Chapter 3

Power Rule through geometry

Introduction to the derivatives of polynomial terms thought about geometrically and intuitively. The goal is for these formulas to feel like something the student could have discovered, rather than something to be memorized.

Apr 30, 2017

Lesson by Grant Sanderson

Text adaptation by Kurt Bruns

You know, for a mathematician, he did not have enough imagination. But he has become a poet and now he is fine.
— David Hilbert

After introducing the derivative and its relation to rates of change in the last lesson, the next step is to learn how to compute the derivatives of functions that are explicitly given with some formula. A typical calculus student spends quite a bit of time drilling on how to compute derivatives, often without the context of a concrete rate of change problem. For example, a worksheet may ask you to compute the derivative of this function:

 $f(x) = \frac{\sin(x)}{x^2}$

But there may be no indication of what physical process this function describes, or what significance its rate of change has. That's not necessarily a bad thing, it's analogous to how we often learn the multiplication table by drilling on many facts like $7 \times 6 = 42$ without perpetually having to put each such equation in context.

Still, before diving in, it may be worth emphasizing why all these formulas are worth learning in the first place, and why exercises asking students to drill on them are worth the effort. We model many real-world phenomena, especially those in physics, with polynomials, trigonometric functions, exponentials, and the like, so building up a fluency with actually computing derivatives of these functions gives you a language to readily understand the rates of change for these phenomena.

Think of how knowing the multiplication table by heart frees up a student to think about more complicated ideas in arithmetic and algebra.

So in this chapter and the next, the aim is to show how you can think about a few of these rules intuitively and geometrically; and I really want to encourage you to never forget about the tiny nudges at the heart of derivatives.
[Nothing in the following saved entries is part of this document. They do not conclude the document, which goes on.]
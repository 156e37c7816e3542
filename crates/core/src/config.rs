//! Configuration structures for the market-unify system.

use serde::{Deserialize, Serialize};

use crate::error::{Error, Result};

/// Main configuration for the unification engine.
#[derive(Debug, Clone, Default, Serialize, Deserialize)]
#[serde(default)]
pub struct Config {
    /// Entity-resolution configuration.
    pub matching: MatchingConfig,
    /// Name normalization configuration.
    pub normalizer: NormalizerConfig,
    /// Confidence scoring configuration.
    pub confidence: ConfidenceConfig,
}

impl Config {
    /// Check every section, failing on the first invalid field.
    pub fn validate(&self) -> Result<()> {
        self.matching.validate()?;
        self.normalizer.validate()?;
        self.confidence.validate()?;
        Ok(())
    }

    /// Override the similarity threshold.
    pub fn with_similarity_threshold(mut self, threshold: f64) -> Self {
        self.matching.similarity_threshold = threshold;
        self
    }
}

/// String similarity measure used for near-duplicate matching.
#[derive(Debug, Clone, Copy, Default, PartialEq, Eq, Serialize, Deserialize)]
#[serde(rename_all = "snake_case")]
pub enum SimilarityMeasure {
    /// 2 * LCS(a, b) / (|a| + |b|) over characters.
    #[default]
    Lcs,
    /// 1 - levenshtein(a, b) / max(|a|, |b|).
    Levenshtein,
    /// Jaro-Winkler similarity.
    JaroWinkler,
}

impl SimilarityMeasure {
    /// Parse a measure name as used in config files and the CLI.
    pub fn from_name(name: &str) -> Result<Self> {
        match name.trim().to_ascii_lowercase().as_str() {
            "lcs" => Ok(SimilarityMeasure::Lcs),
            "levenshtein" => Ok(SimilarityMeasure::Levenshtein),
            "jaro_winkler" | "jaro-winkler" => Ok(SimilarityMeasure::JaroWinkler),
            other => Err(Error::config(format!("unknown similarity measure: {other}"))),
        }
    }

    /// Name used in config files.
    pub fn as_str(self) -> &'static str {
        match self {
            SimilarityMeasure::Lcs => "lcs",
            SimilarityMeasure::Levenshtein => "levenshtein",
            SimilarityMeasure::JaroWinkler => "jaro_winkler",
        }
    }
}

/// Entity-resolution configuration.
#[derive(Debug, Clone, Serialize, Deserialize)]
#[serde(default)]
pub struct MatchingConfig {
    /// Minimum similarity for a quote to join an existing group. Valid range (0, 1].
    pub similarity_threshold: f64,
    /// Similarity measure.
    pub measure: SimilarityMeasure,
}

impl Default for MatchingConfig {
    fn default() -> Self {
        Self {
            similarity_threshold: 0.7,
            measure: SimilarityMeasure::Lcs,
        }
    }
}

impl MatchingConfig {
    fn validate(&self) -> Result<()> {
        let t = self.similarity_threshold;
        // Also rejects NaN.
        if !(t > 0.0 && t <= 1.0) {
            return Err(Error::config(format!(
                "matching.similarity_threshold must be in (0, 1], got {t}"
            )));
        }
        Ok(())
    }
}

/// Name normalization configuration.
#[derive(Debug, Clone, Serialize, Deserialize)]
#[serde(default)]
pub struct NormalizerConfig {
    /// Whole tokens removed from names (compared after lower-casing).
    pub stop_words: Vec<String>,
    /// Characters trimmed from both ends of every token.
    pub punctuation: String,
    /// Drop 4-digit year tokens such as "2024".
    pub strip_years: bool,
}

impl Default for NormalizerConfig {
    fn default() -> Self {
        Self {
            stop_words: [
                "will", "the", "and", "or", "a", "an", "of", "in", "by", "to", "win", "victory",
            ]
            .iter()
            .map(|w| w.to_string())
            .collect(),
            punctuation: "?!.,;:\"'()[]-".to_string(),
            strip_years: true,
        }
    }
}

impl NormalizerConfig {
    fn validate(&self) -> Result<()> {
        for word in &self.stop_words {
            if word.trim().is_empty() {
                return Err(Error::config("normalizer.stop_words contains an empty entry"));
            }
            if word.split_whitespace().count() > 1 {
                return Err(Error::config(format!(
                    "normalizer.stop_words entry {word:?} spans several tokens"
                )));
            }
        }
        Ok(())
    }
}

/// Confidence scoring configuration.
///
/// A singleton group scores `baseline`. A group of `n > 1` corroborating
/// quotes scores `min(intercept + increment * n, ceiling)`.
#[derive(Debug, Clone, Serialize, Deserialize)]
#[serde(default)]
pub struct ConfidenceConfig {
    /// Score of a single-quote group.
    pub baseline: f64,
    /// Linear intercept for multi-quote groups.
    pub intercept: f64,
    /// Score added per corroborating quote.
    pub increment: f64,
    /// Upper bound for any score.
    pub ceiling: f64,
}

impl Default for ConfidenceConfig {
    fn default() -> Self {
        Self {
            baseline: 0.7,
            intercept: 0.5,
            increment: 0.1,
            ceiling: 0.9,
        }
    }
}

impl ConfidenceConfig {
    fn validate(&self) -> Result<()> {
        let fields = [
            ("baseline", self.baseline),
            ("intercept", self.intercept),
            ("increment", self.increment),
            ("ceiling", self.ceiling),
        ];
        for (name, value) in fields {
            if !(0.0..=1.0).contains(&value) {
                return Err(Error::config(format!(
                    "confidence.{name} must be in [0, 1], got {value}"
                )));
            }
        }
        if self.baseline > self.ceiling {
            return Err(Error::config(format!(
                "confidence.baseline ({}) exceeds confidence.ceiling ({})",
                self.baseline, self.ceiling
            )));
        }
        // A pair must never score below a singleton.
        let pair = (self.intercept + 2.0 * self.increment).min(self.ceiling);
        if pair + 1e-9 < self.baseline {
            return Err(Error::config(format!(
                "confidence for two quotes ({pair}) is below the singleton baseline ({})",
                self.baseline
            )));
        }
        Ok(())
    }
}

#[cfg(test)]
mod tests {
    use super::*;

    #[test]
    fn test_default_config() {
        let config = Config::default();
        assert_eq!(config.matching.similarity_threshold, 0.7);
        assert_eq!(config.matching.measure, SimilarityMeasure::Lcs);
        assert_eq!(config.confidence.baseline, 0.7);
        assert_eq!(config.confidence.ceiling, 0.9);
        assert!(config.normalizer.stop_words.iter().any(|w| w == "will"));
        assert!(config.validate().is_ok());
    }

    #[test]
    fn test_threshold_out_of_range() {
        for bad in [0.0, -0.1, 1.01, f64::NAN] {
            let config = Config::default().with_similarity_threshold(bad);
            let err = config.validate().unwrap_err();
            assert!(err.is_config(), "threshold {bad} should be a config error");
            assert!(err.to_string().contains("similarity_threshold"));
        }
        assert!(Config::default().with_similarity_threshold(1.0).validate().is_ok());
    }

    #[test]
    fn test_confidence_validation() {
        let mut config = Config::default();
        config.confidence.ceiling = 0.6;
        assert!(config.validate().is_err());

        let mut config = Config::default();
        config.confidence.increment = 0.0;
        config.confidence.intercept = 0.2;
        assert!(config.validate().is_err());

        let mut config = Config::default();
        config.confidence.baseline = 1.5;
        assert!(config.validate().is_err());
    }

    #[test]
    fn test_stop_word_validation() {
        let mut config = Config::default();
        config.normalizer.stop_words.push("  ".to_string());
        assert!(config.validate().is_err());

        let mut config = Config::default();
        config.normalizer.stop_words.push("who will".to_string());
        assert!(config.validate().is_err());
    }

    #[test]
    fn test_partial_config_uses_defaults() {
        let json = r#"{"matching": {"similarity_threshold": 0.8}}"#;
        let config: Config = serde_json::from_str(json).unwrap();
        assert_eq!(config.matching.similarity_threshold, 0.8);
        assert_eq!(config.matching.measure, SimilarityMeasure::Lcs);
        assert_eq!(config.confidence.increment, 0.1);
    }

    #[test]
    fn test_measure_names() {
        assert_eq!(SimilarityMeasure::from_name("LCS").unwrap(), SimilarityMeasure::Lcs);
        assert_eq!(
            SimilarityMeasure::from_name("jaro-winkler").unwrap(),
            SimilarityMeasure::JaroWinkler
        );
        assert!(SimilarityMeasure::from_name("cosine").is_err());
        let json = serde_json::to_string(&SimilarityMeasure::JaroWinkler).unwrap();
        assert_eq!(json, "\"jaro_winkler\"");
    }
}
All that said, even if there's value to drilling on these formulas and memorizing them, the goal of this series is for you to feel like these are facts you could have discovered yourself. So for the next few chapters, let's put ourselves in a mindset of patience and discovery. Discovering these formulas can be a beautiful exercise in creativity, requiring you to sniff out how tiny changes to one quantity influence tiny changes to another.

Even if you don't need to think through these derivations every time you compute a derivative, going through them can reinforce the core idea of what derivatives are all about.

Monomial Terms

Derivative of $f(x) = x^2$

Let's start with a function like $f(x) = x^2$ . What is its derivative? That is to say, if you look at some value of $x$ , like $x = 2$ , and compare it to a value slightly bigger, just $dx$ bigger, what's that corresponding change in the value of the function, $df$ ?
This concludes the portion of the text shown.